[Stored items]
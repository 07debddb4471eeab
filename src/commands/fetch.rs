use crate::commands::report_outcome;
use crate::commands::tracking::{remote_items, resolve_push_remote, resolve_upstream};
use crate::core::{
    command_init::{CommandInit, CommandOptions},
    config::MenuSettings,
    error::{GitMenuError, Result},
    menu::{show_menu, Action, MenuDefinition, MenuItem, MenuState, Outcome, Session, Switch},
    picker::pick_or_enter,
    prompt::TerminalPrompter,
    state::RepoState,
    text::branch_ref,
};

pub fn execute_fetch(options: &CommandOptions) -> Result<()> {
    let context = CommandInit::initialize(options)?;
    let mut prompter = TerminalPrompter::new()?;
    let mut session = Session::new(&mut prompter, &context.runner);

    let outcome = fetching(&mut session, context.repository, &context.settings.fetch)?;
    report_outcome(context.runner.program(), &outcome);
    Ok(())
}

/// Show the fetch menu for `repository` and run the chosen fetch
pub fn fetching(
    session: &mut Session<'_>,
    repository: RepoState,
    settings: &MenuSettings,
) -> Result<Outcome> {
    let menu = fetch_menu(&repository);
    let switches = settings.apply(fetch_switches());
    show_menu(session, &menu, MenuState::new(repository, switches))
}

pub fn fetch_switches() -> Vec<Switch> {
    vec![Switch::new('p', "--prune", "Prune deleted branches")]
}

/// Build the fetch menu from the current HEAD configuration
pub fn fetch_menu(repository: &RepoState) -> MenuDefinition {
    let head = &repository.head;
    let mut items = Vec::new();

    items.push(match &head.push_remote {
        Some(push_remote) => MenuItem::new(
            'p',
            push_remote.to_string(),
            Action::Run(fetch_from_push_remote),
        ),
        None => MenuItem::new(
            'p',
            "pushRemote, after setting that",
            Action::ResolveThen {
                resolve: resolve_push_remote,
                then: fetch_from_push_remote,
            },
        ),
    });

    items.push(match &head.upstream {
        Some(upstream) => MenuItem::new('u', upstream.to_string(), Action::Run(fetch_from_upstream)),
        None => MenuItem::new(
            'u',
            "@{upstream}, after setting that",
            Action::ResolveThen {
                resolve: resolve_upstream,
                then: fetch_from_upstream,
            },
        ),
    });

    items.push(MenuItem::new('e', "elsewhere", Action::Run(fetch_from_elsewhere)));
    items.push(MenuItem::new('a', "all remotes", Action::Run(fetch_all)));
    items.push(MenuItem::new('o', "another branch", Action::Run(fetch_another_branch)));

    if !repository.submodules.is_empty() {
        items.push(MenuItem::new('s', "submodules", Action::Run(fetch_submodules)));
    }

    MenuDefinition::new("Fetching", items)
}

fn fetch_args(state: &MenuState, targets: &[&str]) -> Vec<String> {
    let mut args = vec!["fetch".to_string()];
    args.extend(state.switch_args());
    args.extend(targets.iter().map(|target| target.to_string()));
    args
}

fn fetch_from_push_remote(session: &mut Session<'_>, state: &mut MenuState) -> Result<Outcome> {
    let Some(push_remote) = &state.repository.head.push_remote else {
        log::debug!("No push remote configured");
        return Ok(Outcome::Cancelled);
    };
    if state.repository.find_remote(&push_remote.remote).is_none() {
        log::warn!("pushRemote '{}' is not a configured remote", push_remote.remote);
    }
    let args = fetch_args(state, &[&push_remote.remote]);
    session.run(&state.repository, args)
}

fn fetch_from_upstream(session: &mut Session<'_>, state: &mut MenuState) -> Result<Outcome> {
    let Some(upstream) = &state.repository.head.upstream else {
        log::debug!("No upstream configured");
        return Ok(Outcome::Cancelled);
    };
    let args = fetch_args(state, &[&upstream.remote]);
    session.run(&state.repository, args)
}

fn fetch_from_elsewhere(session: &mut Session<'_>, state: &mut MenuState) -> Result<Outcome> {
    let remotes = remote_items(&state.repository);
    let remote = pick_or_enter(&mut *session.prompter, &remotes, "Fetch from")?
        .ok_or(GitMenuError::PickerDismissed)?;
    let args = fetch_args(state, &[&remote]);
    session.run(&state.repository, args)
}

fn fetch_all(session: &mut Session<'_>, state: &mut MenuState) -> Result<Outcome> {
    let args = fetch_args(state, &["--all"]);
    session.run(&state.repository, args)
}

fn fetch_another_branch(session: &mut Session<'_>, state: &mut MenuState) -> Result<Outcome> {
    let Some(remote) = session.prompter.input("Fetch from remote or url")? else {
        return Ok(Outcome::Cancelled);
    };
    let Some(branch) = session.prompter.input("Fetch branch")? else {
        return Ok(Outcome::Cancelled);
    };
    let args = fetch_args(state, &[&remote, &branch_ref(&branch)]);
    session.run(&state.repository, args)
}

fn fetch_submodules(session: &mut Session<'_>, state: &mut MenuState) -> Result<Outcome> {
    let mut args = vec![
        "fetch".to_string(),
        "--verbose".to_string(),
        "--recurse-submodules".to_string(),
    ];
    args.extend(state.switch_args());
    session.run(&state.repository, args)
}
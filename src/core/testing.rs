//! Scripted collaborators for driving menus in tests.
//!
//! [`ScriptedPrompter`] answers prompts from a fixed list and panics on an
//! answer that does not fit the prompt. [`RecordingRunner`] records argv
//! instead of spawning git. Shared by the unit tests and the integration
//! tests under `tests/`.

use crate::core::{
    error::{GitMenuError, Result},
    prompt::Prompter,
    runner::{CommandRunner, RunResult},
};
use std::cell::RefCell;
use std::collections::VecDeque;
use std::path::Path;

#[derive(Debug, Clone)]
pub enum Answer {
    /// Select the first row starting with this text
    Choose(String),
    /// Type this text into an input prompt
    Text(String),
    Dismiss,
}

impl Answer {
    pub fn choose(prefix: &str) -> Self {
        Self::Choose(prefix.to_string())
    }

    pub fn text(text: impl Into<String>) -> Self {
        Self::Text(text.into())
    }
}

/// Answers prompts from a fixed script and records what was shown
#[derive(Debug, Default)]
pub struct ScriptedPrompter {
    answers: VecDeque<Answer>,
    shown: Vec<(String, Vec<String>)>,
    inputs: Vec<String>,
}

impl ScriptedPrompter {
    pub fn new(answers: impl IntoIterator<Item = Answer>) -> Self {
        Self {
            answers: answers.into_iter().collect(),
            ..Self::default()
        }
    }

    pub fn shown_rows(&self, index: usize) -> &[String] {
        &self.shown[index].1
    }

    pub fn shown_prompt(&self, index: usize) -> &str {
        &self.shown[index].0
    }

    pub fn prompts_shown(&self) -> usize {
        self.shown.len()
    }

    pub fn input_prompts(&self) -> &[String] {
        &self.inputs
    }

    pub fn is_exhausted(&self) -> bool {
        self.answers.is_empty()
    }
}

impl Prompter for ScriptedPrompter {
    fn select(&mut self, prompt: &str, rows: &[String]) -> Result<Option<usize>> {
        self.shown.push((prompt.to_string(), rows.to_vec()));
        match self.answers.pop_front() {
            Some(Answer::Choose(prefix)) => {
                let index = rows
                    .iter()
                    .position(|row| row.starts_with(&prefix))
                    .unwrap_or_else(|| panic!("no row starting with {prefix:?} in {rows:?}"));
                Ok(Some(index))
            }
            Some(Answer::Dismiss) => Ok(None),
            other => panic!("unexpected select '{prompt}', scripted answer was {other:?}"),
        }
    }

    fn input(&mut self, prompt: &str) -> Result<Option<String>> {
        self.inputs.push(prompt.to_string());
        match self.answers.pop_front() {
            Some(Answer::Text(text)) if text.is_empty() => Ok(None),
            Some(Answer::Text(text)) => Ok(Some(text)),
            Some(Answer::Dismiss) => Ok(None),
            other => panic!("unexpected input '{prompt}', scripted answer was {other:?}"),
        }
    }
}

/// Records every argv instead of spawning a process
#[derive(Debug, Default)]
pub struct RecordingRunner {
    calls: RefCell<Vec<Vec<String>>>,
    fail_on: Option<String>,
}

impl RecordingRunner {
    pub fn new() -> Self {
        Self::default()
    }

    /// Fail every call whose first argument is `subcommand`
    pub fn failing_on(subcommand: &str) -> Self {
        Self {
            fail_on: Some(subcommand.to_string()),
            ..Self::default()
        }
    }

    pub fn calls(&self) -> Vec<Vec<String>> {
        self.calls.borrow().clone()
    }
}

impl CommandRunner for RecordingRunner {
    fn run(&self, _workdir: &Path, args: &[String]) -> Result<RunResult> {
        self.calls.borrow_mut().push(args.to_vec());
        if let (Some(fail_on), Some(first)) = (&self.fail_on, args.first()) {
            if fail_on == first {
                return Err(GitMenuError::command_failed(
                    format!("git {}", args.join(" ")),
                    "error: could not lock config file",
                ));
            }
        }
        Ok(RunResult {
            args: args.to_vec(),
            ..RunResult::default()
        })
    }
}

/// Build an owned argv from string literals
pub fn argv(args: &[&str]) -> Vec<String> {
    args.iter().map(|s| s.to_string()).collect()
}
//! Consolidated test utilities for git-menu
//!
//! Integration tests run against real git repositories: a working clone plus
//! a local bare `origin`, so fetch and pull never leave the temp directory.

pub mod repository;
//! Domain-specific error types and error handling utilities.
//!
//! This module defines [`GitMenuError`], the single error type used by every
//! git-menu operation. It uses `thiserror` for ergonomic error definitions and
//! includes constructors for the variants that carry context.
//!
//! # Public API
//! - [`GitMenuError`]: Main error enum covering all failure modes
//! - [`Result<T>`]: Type alias for `std::result::Result<T, GitMenuError>`
//!
//! # Error Categories
//! - **Repository access**: Repository not found, bare repository, git2 errors
//! - **Process execution**: git could not be started or exited non-zero
//! - **Configuration writes**: `git config` rejected a key
//! - **Interaction**: picker dismissed, no terminal, prompt I/O failures
//! - **Settings**: unreadable or malformed settings file

use std::path::PathBuf;
use thiserror::Error;

/// Domain-specific error types for git-menu
#[derive(Error, Debug)]
pub enum GitMenuError {
    // Repository errors
    #[error("Not in a git repository")]
    NotInGitRepo,

    #[error("Repository has no working directory")]
    BareRepository,

    #[error("Git repository error: {0}")]
    GitRepo(#[from] git2::Error),

    #[error("IO error: {0}")]
    Io(#[from] std::io::Error),

    // Process errors
    #[error("Failed to start '{program}': {source}")]
    CommandSpawn {
        program: String,
        source: std::io::Error,
    },

    #[error("{command} failed: {stderr}")]
    CommandFailed { command: String, stderr: String },

    #[error("Failed to set git config '{key}': {message}")]
    ConfigWriteFailed { key: String, message: String },

    // Interaction errors
    #[error("Selection dismissed")]
    PickerDismissed,

    #[error("git-menu needs an interactive terminal")]
    NotInteractive,

    #[error("Prompt error: {0}")]
    Prompt(#[from] dialoguer::Error),

    // Settings errors
    #[error("Failed to read settings file '{path}': {source}")]
    SettingsRead {
        path: PathBuf,
        source: std::io::Error,
    },

    #[error("Failed to parse settings file '{path}': {source}")]
    SettingsParse {
        path: PathBuf,
        source: serde_json::Error,
    },
}

/// Convenience type alias for Results using GitMenuError
pub type Result<T> = std::result::Result<T, GitMenuError>;

impl GitMenuError {
    /// Create a spawn error for the given program
    pub fn command_spawn(program: impl Into<String>, source: std::io::Error) -> Self {
        Self::CommandSpawn {
            program: program.into(),
            source,
        }
    }

    /// Create a failed command error; stderr is kept verbatim apart from trailing whitespace
    pub fn command_failed(command: impl Into<String>, stderr: impl AsRef<str>) -> Self {
        Self::CommandFailed {
            command: command.into(),
            stderr: stderr.as_ref().trim_end().to_string(),
        }
    }

    /// Create a config write error for a key
    pub fn config_write_failed(key: impl Into<String>, message: impl Into<String>) -> Self {
        Self::ConfigWriteFailed {
            key: key.into(),
            message: message.into(),
        }
    }

    /// Create a settings read error
    pub fn settings_read(path: impl Into<PathBuf>, source: std::io::Error) -> Self {
        Self::SettingsRead {
            path: path.into(),
            source,
        }
    }

    /// Create a settings parse error
    pub fn settings_parse(path: impl Into<PathBuf>, source: serde_json::Error) -> Self {
        Self::SettingsParse {
            path: path.into(),
            source,
        }
    }

    /// True for errors that only mean the user walked away from a prompt
    pub fn is_cancellation(&self) -> bool {
        matches!(self, Self::PickerDismissed)
    }
}

#[cfg(test)]
mod tests {
    use super::*;

    #[test]
    fn test_error_display() {
        let err = GitMenuError::NotInGitRepo;
        assert_eq!(err.to_string(), "Not in a git repository");
    }

    #[test]
    fn test_command_failed_keeps_stderr() {
        let err = GitMenuError::command_failed(
            "git fetch nowhere",
            "fatal: 'nowhere' does not appear to be a git repository\n",
        );
        assert_eq!(
            err.to_string(),
            "git fetch nowhere failed: fatal: 'nowhere' does not appear to be a git repository"
        );
    }

    #[test]
    fn test_command_spawn_error() {
        let io_err = std::io::Error::new(std::io::ErrorKind::NotFound, "no such file");
        let err = GitMenuError::command_spawn("/opt/missing/git", io_err);
        assert!(err.to_string().contains("/opt/missing/git"));
        assert!(err.to_string().contains("no such file"));
    }

    #[test]
    fn test_config_write_failed() {
        let err = GitMenuError::config_write_failed("branch.main.remote", "could not lock config file");
        assert!(err.to_string().contains("branch.main.remote"));
        assert!(err.to_string().contains("could not lock config file"));
    }

    #[test]
    fn test_settings_parse_error() {
        let json_err = serde_json::from_str::<serde_json::Value>("{ broken").unwrap_err();
        let err = GitMenuError::settings_parse("/test/config.json", json_err);
        assert!(err.to_string().contains("/test/config.json"));
        assert!(err.to_string().contains("Failed to parse"));
    }

    #[test]
    fn test_only_dismissal_is_cancellation() {
        assert!(GitMenuError::PickerDismissed.is_cancellation());
        assert!(!GitMenuError::NotInGitRepo.is_cancellation());
        assert!(!GitMenuError::command_failed("git pull", "boom").is_cancellation());
    }
}
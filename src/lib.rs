//! Git Menu - menu-driven `git fetch` and `git pull` for the terminal.
//!
//! The library reads repository state with `git2`, presents a menu of fetch or
//! pull targets plus toggleable switches, and turns the choice into a single
//! invocation of the git executable. Missing upstream or push-remote settings
//! are picked interactively and written through `git config` first.
//!
//! # Public API
//! The main public interface is re-exported from the [`core`] module, which provides:
//! - Repository snapshots and config writes
//! - The menu/switch engine and single-choice picker
//! - The process runner
//! - Error handling and result types
//!
//! The fetch and pull menus themselves live in [`commands`].

pub mod commands;
pub mod core;

pub use crate::core::{
    // Menu engine
    show_menu,
    switches_to_args,
    Action,
    // Command initialization
    CommandInit,
    CommandOptions,
    // Process runner
    CommandRunner,
    // Error handling
    GitMenuError,
    // Repository access
    GitRepo,
    GitRunner,
    MenuDefinition,
    MenuState,
    Outcome,
    PickItem,
    Prompter,
    RepoState,
    Result,
    Session,
    Settings,
    Switch,
};
//! Single-choice picker over labelled candidates.
//!
//! A dismissed picker is an ordinary outcome, reported as `Ok(None)`. Each
//! caller decides what dismissal means for its command.

use crate::core::{error::Result, prompt::Prompter};

/// Row shown for the free-text fallback of [`pick_or_enter`]
pub const ENTER_VALUE_ROW: &str = "(enter a value)";

#[derive(Debug, Clone, PartialEq, Eq)]
pub struct PickItem<T> {
    pub label: String,
    pub description: Option<String>,
    pub payload: T,
}

impl<T> PickItem<T> {
    pub fn new(label: impl Into<String>, payload: T) -> Self {
        Self {
            label: label.into(),
            description: None,
            payload,
        }
    }

    pub fn with_description(mut self, description: impl Into<String>) -> Self {
        let description = description.into();
        if !description.is_empty() {
            self.description = Some(description);
        }
        self
    }

    fn row(&self) -> String {
        match &self.description {
            Some(description) => format!("{}  {}", self.label, description),
            None => self.label.clone(),
        }
    }
}

/// Present `items` and return the chosen payload
pub fn pick<T: Clone>(
    prompter: &mut dyn Prompter,
    items: &[PickItem<T>],
    prompt: &str,
) -> Result<Option<T>> {
    if items.is_empty() {
        log::debug!("Nothing to pick for '{prompt}'");
        return Ok(None);
    }

    let rows: Vec<String> = items.iter().map(PickItem::row).collect();
    let choice = prompter.select(prompt, &rows)?;

    Ok(choice
        .and_then(|index| items.get(index))
        .map(|item| item.payload.clone()))
}

/// Like [`pick`] over string payloads, with an extra row for typing a value
/// that is not in the list.
pub fn pick_or_enter(
    prompter: &mut dyn Prompter,
    items: &[PickItem<String>],
    prompt: &str,
) -> Result<Option<String>> {
    let mut rows: Vec<String> = items.iter().map(PickItem::row).collect();
    rows.push(ENTER_VALUE_ROW.to_string());

    match prompter.select(prompt, &rows)? {
        Some(index) if index < items.len() => Ok(Some(items[index].payload.clone())),
        Some(_) => prompter.input(prompt),
        None => Ok(None),
    }
}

> _REQUIRED ACTION_
Scan the entries above and copy each line where "utilities" occurs.

> _RESPONSE_
//! Consolidated test utilities for git-menu
//! Domain-specific error types and error handling utilities.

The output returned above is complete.